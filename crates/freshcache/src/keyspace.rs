//! Mapping from caller keys to namespaced, fixed-length physical keys

use std::fmt;

use serde::{Deserialize, Serialize};
use sha2::{Digest, Sha256};

/// Length in characters of every [`PhysicalKey`]
pub const PHYSICAL_KEY_LEN: usize = 64;

const FALLBACK_PREFIX: &str = "freshcache";

/// Backend-facing identifier: lowercase hex SHA-256 of namespace and key.
///
/// Always [`PHYSICAL_KEY_LEN`] characters from `[0-9a-f]`, so it is safe as
/// a file name, a primary key and a networked-store key.
#[derive(Debug, Clone, PartialEq, Eq, Hash, PartialOrd, Ord, Serialize, Deserialize)]
#[serde(transparent)]
pub struct PhysicalKey(String);

impl PhysicalKey {
    /// Wrap an already hashed key, rejecting anything that is not 64 hex chars
    pub fn from_hex(hex: &str) -> Option<Self> {
        let valid = hex.len() == PHYSICAL_KEY_LEN
            && hex.bytes().all(|b| b.is_ascii_digit() || (b'a'..=b'f').contains(&b));
        valid.then(|| Self(hex.to_string()))
    }

    pub fn as_str(&self) -> &str {
        &self.0
    }

    /// The leading `levels` two-character hex pairs, used for directory sharding
    pub fn shards(&self, levels: usize) -> impl Iterator<Item = &str> {
        let levels = levels.min(PHYSICAL_KEY_LEN / 2);
        (0..levels).map(move |i| &self.0[i * 2..i * 2 + 2])
    }
}

impl fmt::Display for PhysicalKey {
    fn fmt(&self, f: &mut fmt::Formatter<'_>) -> fmt::Result {
        f.write_str(&self.0)
    }
}

impl AsRef<str> for PhysicalKey {
    fn as_ref(&self) -> &str {
        &self.0
    }
}

/// Deterministic, namespaced key hashing
#[derive(Debug, Clone, PartialEq, Eq)]
pub struct KeySpace {
    prefix: String,
}

impl KeySpace {
    /// Create a key space with an explicit namespace prefix
    pub fn new(prefix: impl Into<String>) -> Self {
        Self {
            prefix: prefix.into(),
        }
    }

    /// Create a key space namespaced by the application instance id
    pub fn for_instance() -> Self {
        Self::new(instance_id())
    }

    pub fn prefix(&self) -> &str {
        &self.prefix
    }

    pub fn physical_key(&self, key: &str) -> PhysicalKey {
        let mut hasher = Sha256::new();
        hasher.update(self.prefix.as_bytes());
        hasher.update([0u8]);
        hasher.update(key.as_bytes());
        PhysicalKey(hex::encode(hasher.finalize()))
    }

    pub fn physical_keys<'a, I>(&self, keys: I) -> Vec<PhysicalKey>
    where
        I: IntoIterator<Item = &'a str>,
    {
        keys.into_iter().map(|k| self.physical_key(k)).collect()
    }
}

impl Default for KeySpace {
    fn default() -> Self {
        Self::for_instance()
    }
}

/// Stable id for the running application, derived from its executable path
pub fn instance_id() -> String {
    match std::env::current_exe() {
        Ok(path) => {
            let digest = Sha256::digest(path.to_string_lossy().as_bytes());
            hex::encode(&digest[..4])
        }
        Err(_) => FALLBACK_PREFIX.to_string(),
    }
}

The problem:
Using the listing, copy every line where the word "Create" shows up.

Task response:
    /// Create a key space with an explicit namespace prefix
    /// Create a key space namespaced by the application instance id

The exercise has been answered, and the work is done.